Carrie Clements, director of the UNCW Center for Teaching Excellence and professor of psychology, has been involved with ETEAL: Experiencing Transformative Education through Applied Learning, since its inception, participating in the pilot advisory board. She was also part of a team that proposed developing the Applied Learning Teaching Community (ALTC).
“Working with that team the past three years and watching that community grow has been a source of incredible personal satisfaction for me,” she says. ETEAL “represents faculty and staff at their best, continually working toward improving the educational experience here, often on their own time and with great personal sacrifice.
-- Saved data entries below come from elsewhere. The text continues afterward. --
//! Common types used across JDP

use serde::{Deserialize, Serialize};
use uuid::Uuid;

/// Identifies one region (jurisdiction) whose extracts are ingested together.
///
/// Region codes follow the `xx_yy` convention (country, subdivision), e.g.
/// `us_xx`. Stored lowercase; comparison is case-insensitive at construction.
#[derive(Debug, Clone, PartialEq, Eq, Hash, Serialize, Deserialize)]
#[serde(transparent)]
pub struct RegionCode(String);

impl RegionCode {
    pub fn new(code: impl Into<String>) -> Self {
        Self(code.into().to_lowercase())
    }

    pub fn as_str(&self) -> &str {
        &self.0
    }
}

impl std::fmt::Display for RegionCode {
    fn fmt(&self, f: &mut std::fmt::Formatter<'_>) -> std::fmt::Result {
        write!(f, "{}", self.0)
    }
}

/// Unique identifier for one ingestion run
#[derive(Debug, Clone, Copy, PartialEq, Eq, Hash, Serialize, Deserialize)]
#[serde(transparent)]
pub struct RunId(Uuid);

impl RunId {
    pub fn new() -> Self {
        Self(Uuid::new_v4())
    }
}

impl Default for RunId {
    fn default() -> Self {
        Self::new()
    }
}

impl std::fmt::Display for RunId {
    fn fmt(&self, f: &mut std::fmt::Formatter<'_>) -> std::fmt::Result {
        write!(f, "{}", self.0)
    }
}

#[cfg(test)]
#[allow(clippy::unwrap_used, clippy::expect_used)]
mod tests {
    use super::*;

    #[test]
    fn test_region_code_lowercases() {
        let region = RegionCode::new("US_XX");
        assert_eq!(region.as_str(), "us_xx");
        assert_eq!(region.to_string(), "us_xx");
    }

    #[test]
    fn test_run_ids_are_unique() {
        assert_ne!(RunId::new(), RunId::new());
    }
}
It is humbling to see the dedication, and I am proud to be able to contribute to it.”
Currently an ALTC associate, she discusses ETEAL, its importance and more:
Why is ETEAL important to students?
“ETEAL will expand the quantity and the quality of applied learning throughout students' careers at UNCW. Students will be afforded far more opportunities to apply classroom knowledge to address important issues in places ranging from Wilmington nonprofits to international placements. This will enable them to apply their learning to 'real world' problems, which results in much deeper learning, and potentially serves as career launching pads.”
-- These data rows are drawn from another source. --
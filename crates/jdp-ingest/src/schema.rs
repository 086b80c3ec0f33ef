//! Entity catalog
//!
//! The catalog declares every normalized entity type the engine may build:
//! its fields and their semantic types, the fields forming its composite
//! identity, which fields are required before the entity counts as complete,
//! and (for child types) the entity type it belongs to. An ancestor may be an
//! abstract type; `abstract_types` declares the concrete subtypes each
//! abstract fans out to, and per-file mapping specs pick the concrete one via
//! `enforced_ancestor_types`.
//!
//! # Format
//! ```yaml
//! entities:
//!   state_person:
//!     fields:
//!       person_external_id: numeric_id
//!       surname: string
//!       birthdate: date
//!     primary_key: [person_external_id]
//!     required: [person_external_id]
//!   state_supervision_contact:
//!     ancestor: state_person
//!     fields:
//!       person_external_id: numeric_id
//!       contact_date: date
//!       contact_type: enum_code
//!     primary_key: [person_external_id, contact_date]
//!     required: [person_external_id, contact_date]
//! abstract_types:
//!   state_sentence: [state_supervision_sentence, state_incarceration_sentence]
//! ```

use std::collections::{BTreeMap, BTreeSet};
use std::path::Path;

use serde::{Deserialize, Serialize};

use crate::error::{IngestError, Result};

/// Semantic type of one entity field
#[derive(Debug, Clone, Copy, PartialEq, Eq, Serialize, Deserialize)]
#[serde(rename_all = "snake_case")]
pub enum SemanticType {
    String,
    EnumCode,
    Date,
    Boolean,
    NumericId,
}

impl SemanticType {
    pub fn as_str(&self) -> &'static str {
        match self {
            SemanticType::String => "string",
            SemanticType::EnumCode => "enum_code",
            SemanticType::Date => "date",
            SemanticType::Boolean => "boolean",
            SemanticType::NumericId => "numeric_id",
        }
    }
}

/// Schema for one entity type
#[derive(Debug, Clone, Serialize, Deserialize, PartialEq)]
pub struct EntitySchema {
    /// Field name → semantic type
    pub fields: BTreeMap<String, SemanticType>,
    /// Ordered field names forming the composite identity
    pub primary_key: Vec<String>,
    /// Fields that must be populated before the entity is complete.
    /// Primary-key fields are implicitly required.
    #[serde(default)]
    pub required: Vec<String>,
    /// Entity type this one belongs to; may name an abstract type
    #[serde(default, skip_serializing_if = "Option::is_none")]
    pub ancestor: Option<String>,
}

impl EntitySchema {
    /// Semantic type of a field, if declared
    pub fn field_type(&self, field: &str) -> Option<SemanticType> {
        self.fields.get(field).copied()
    }

    /// All fields that must be non-null for completeness (primary key +
    /// declared required), deduplicated, in declaration order
    pub fn completeness_fields(&self) -> Vec<&str> {
        let mut seen = BTreeSet::new();
        self.primary_key
            .iter()
            .chain(self.required.iter())
            .filter(|f| seen.insert(f.as_str()))
            .map(String::as_str)
            .collect()
    }
}

/// Catalog file layout
#[derive(Debug, Clone, Serialize, Deserialize)]
struct CatalogFile {
    entities: BTreeMap<String, EntitySchema>,
    #[serde(default)]
    abstract_types: BTreeMap<String, BTreeSet<String>>,
}

/// Validated, immutable catalog of entity schemas and abstract type families
#[derive(Debug, Clone)]
pub struct EntityCatalog {
    entities: BTreeMap<String, EntitySchema>,
    abstract_types: BTreeMap<String, BTreeSet<String>>,
}

impl EntityCatalog {
    /// Load and validate a catalog from a YAML file
    pub fn load(path: impl AsRef<Path>) -> Result<Self> {
        let content = std::fs::read_to_string(path)?;
        Self::from_yaml_str(&content)
    }

    /// Parse and validate a catalog from a YAML string
    pub fn from_yaml_str(yaml: &str) -> Result<Self> {
        let file: CatalogFile = serde_yaml::from_str(yaml)?;
        let catalog = Self {
            entities: file.entities,
            abstract_types: file.abstract_types,
        };
        catalog.validate()?;
        Ok(catalog)
    }

    fn validate(&self) -> Result<()> {
        let config = |message: String| IngestError::config("entity catalog", message);

        if self.entities.is_empty() {
            return Err(config("catalog declares no entities".to_string()));
        }

        for (entity_type, schema) in &self.entities {
            if self.abstract_types.contains_key(entity_type) {
                return Err(config(format!(
                    "'{}' is declared both as an entity and as an abstract type",
                    entity_type
                )));
            }
            if schema.primary_key.is_empty() {
                return Err(config(format!(
                    "entity '{}' declares no primary_key",
                    entity_type
                )));
            }
            for field in schema.primary_key.iter().chain(schema.required.iter()) {
                if !schema.fields.contains_key(field) {
                    return Err(config(format!(
                        "entity '{}' references undeclared field '{}'",
                        entity_type, field
                    )));
                }
            }
            if let Some(ancestor) = &schema.ancestor {
                let known = self.entities.contains_key(ancestor)
                    || self.abstract_types.contains_key(ancestor);
                if !known {
                    return Err(config(format!(
                        "entity '{}' names unknown ancestor '{}'",
                        entity_type, ancestor
                    )));
                }
            }
        }

        for (abstract_type, subtypes) in &self.abstract_types {
            if subtypes.is_empty() {
                return Err(config(format!(
                    "abstract type '{}' declares no concrete subtypes",
                    abstract_type
                )));
            }
            for subtype in subtypes {
                if !self.entities.contains_key(subtype) {
                    return Err(config(format!(
                        "abstract type '{}' names unknown subtype '{}'",
                        abstract_type, subtype
                    )));
                }
            }
        }

        Ok(())
    }

    /// Schema for a concrete entity type
    pub fn get(&self, entity_type: &str) -> Option<&EntitySchema> {
        self.entities.get(entity_type)
    }

    /// Whether the name is a declared abstract type
    pub fn is_abstract(&self, name: &str) -> bool {
        self.abstract_types.contains_key(name)
    }

    /// Concrete subtypes of an abstract type
    pub fn concrete_subtypes(&self, abstract_type: &str) -> Option<&BTreeSet<String>> {
        self.abstract_types.get(abstract_type)
    }

    /// All declared entity types, in sorted order
    pub fn entity_types(&self) -> impl Iterator<Item = &str> {
        self.entities.keys().map(String::as_str)
    }
}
How can faculty and staff help ETEAL succeed?
“Come to ETEAL events to learn more about applied learning and how to use it most effectively in their work. I would particularly encourage all staff and faculty to come to the ALTC community events, which allow for exciting conversations and collaborations in teaching and in scholarship. The more we learn from each other, the richer our skills in applying this type of pedagogy will be. The aim of ETEAL is to create a campus-wide community engaged in growing applied learning. Every single person working at UNCW is an essential part of that community, and every single one of us has important contributions to make.”
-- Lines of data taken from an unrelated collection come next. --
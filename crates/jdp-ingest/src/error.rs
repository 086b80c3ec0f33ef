//! Error types for the ingest engine
//!
//! Two severities exist and they never mix: `IngestError` aborts a region or
//! a single file before/while it streams, `RowError` skips one row and is
//! recorded in the run report.

use serde::{Deserialize, Serialize};
use thiserror::Error;

/// Result type alias for ingest operations
pub type Result<T> = std::result::Result<T, IngestError>;

/// Errors that abort a region load or a single file's ingest.
///
/// Configuration-level variants abort the whole region before any row is
/// processed. `UnmappedColumn` and `UnresolvedAncestorType` are fatal for one
/// file tag: they mean the mapping specification is stale relative to the raw
/// file, which is cheap to fix and must not be papered over.
#[derive(Error, Debug)]
pub enum IngestError {
    #[error("Configuration error in {scope}: {message}")]
    Configuration { scope: String, message: String },

    #[error("Unknown file tag '{file_tag}': not declared in the region manifest")]
    UnknownFileTag { file_tag: String },

    #[error(
        "Column '{column}' in file '{file_tag}' is neither mapped nor ignored. \
         Add it to key_mappings, child_key_mappings, or keys_to_ignore."
    )]
    UnmappedColumn { file_tag: String, column: String },

    #[error(
        "File '{file_tag}' builds child entities of type '{child_type}' whose ancestor \
         '{abstract_type}' is abstract, but enforced_ancestor_types declares no concrete \
         subtype for it"
    )]
    UnresolvedAncestorType {
        file_tag: String,
        child_type: String,
        abstract_type: String,
    },

    #[error("Primary key column '{column}' of file '{file_tag}' is missing from the file header")]
    MissingKeyColumn { file_tag: String, column: String },

    #[error("Failed to decode file '{file_tag}' with encoding '{encoding}'")]
    Decode { file_tag: String, encoding: String },

    #[error("File '{file_tag}' is empty: no header row")]
    EmptyFile { file_tag: String },

    #[error("Failed to fetch raw file '{file_tag}': {message}")]
    Fetch { file_tag: String, message: String },

    #[error("IO error: {0}")]
    Io(#[from] std::io::Error),

    #[error("YAML error: {0}")]
    Yaml(#[from] serde_yaml::Error),
}

impl IngestError {
    /// Shorthand for configuration failures, the most constructed variant
    pub fn config(scope: impl Into<String>, message: impl Into<String>) -> Self {
        Self::Configuration {
            scope: scope.into(),
            message: message.into(),
        }
    }
}

/// Errors that skip a single row.
///
/// The row is excluded from the output stream and recorded in the run report;
/// the file's ingest continues.
#[derive(Error, Debug, Clone, PartialEq, Eq, Serialize, Deserialize)]
#[serde(tag = "kind", rename_all = "snake_case")]
pub enum RowError {
    #[error("row {row} of '{file_tag}': primary key column '{column}' is empty")]
    MissingPrimaryKey {
        file_tag: String,
        row: u64,
        column: String,
    },

    #[error(
        "row {row} of '{file_tag}': value '{value}' in column '{column}' matches none of the \
         accepted datetime formats"
    )]
    DateParse {
        file_tag: String,
        row: u64,
        column: String,
        value: String,
    },

    #[error("row {row} of '{file_tag}': expected {expected} fields, got {actual}")]
    FieldCount {
        file_tag: String,
        row: u64,
        expected: usize,
        actual: usize,
    },

    #[error(
        "row {row} of '{file_tag}': cannot read '{value}' in column '{column}' as {semantic}"
    )]
    Coerce {
        file_tag: String,
        row: u64,
        column: String,
        value: String,
        semantic: String,
    },

    #[error("row {row} of '{file_tag}': malformed record: {message}")]
    Malformed {
        file_tag: String,
        row: u64,
        message: String,
    },
}

impl RowError {
    /// The 1-based ordinal of the offending row
    pub fn row(&self) -> u64 {
        match self {
            RowError::MissingPrimaryKey { row, .. }
            | RowError::DateParse { row, .. }
            | RowError::FieldCount { row, .. }
            | RowError::Coerce { row, .. }
            | RowError::Malformed { row, .. } => *row,
        }
    }
}

#[cfg(test)]
mod tests {
    use super::*;

    #[test]
    fn test_unmapped_column_names_column_and_file() {
        let err = IngestError::UnmappedColumn {
            file_tag: "sprvsn_cntc".to_string(),
            column: "lan_id".to_string(),
        };
        let message = err.to_string();
        assert!(message.contains("lan_id"));
        assert!(message.contains("sprvsn_cntc"));
    }

    #[test]
    fn test_row_error_reports_ordinal() {
        let err = RowError::MissingPrimaryKey {
            file_tag: "sprvsn_cntc".to_string(),
            row: 42,
            column: "ofndr_num".to_string(),
        };
        assert_eq!(err.row(), 42);
        assert!(err.to_string().contains("ofndr_num"));
    }

    #[test]
    fn test_row_error_round_trips_through_json() {
        let err = RowError::DateParse {
            file_tag: "ofndr".to_string(),
            row: 7,
            column: "birth_dt".to_string(),
            value: "not-a-date".to_string(),
        };
        let json = serde_json::to_string(&err).unwrap();
        let back: RowError = serde_json::from_str(&json).unwrap();
        assert_eq!(back, err);
    }
}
What makes UNCW's program unique?
“Community - that one word. Our absolute effort to grow a dedicated community involving faculty, staff and students who resource each other with ideas, problem-solving and support. My hope is that that community will be transformative and will sustain ETEAL for many years after we have fulfilled our SACS requirements.”
What lies ahead for CTE, ETEAL and Carrie Clements?
“Hard work, on which I thrive. I believe in this effort, and I believe that people participating in ETEAL activities, whether through submitting funding proposals, attending ALTC events or participating in the Summer Institute, will find their work with students enhanced in ways that will be positive for all. It will be a source of continuous renewal and collaboration with colleagues all over campus. I am pleased to be part of this group effort and will support it through CTE and my own classroom practice in any way I can.”
Clements earned her undergraduate, graduate and doctoral degrees from Northwestern University. In addition to directing the CTE, she teaches a psychopathology course. She is the past recipient of the UNCW Distinguished Faculty Scholar and J. Marshall Crews awards. She is also a member of the UNCW Million Dollar Club.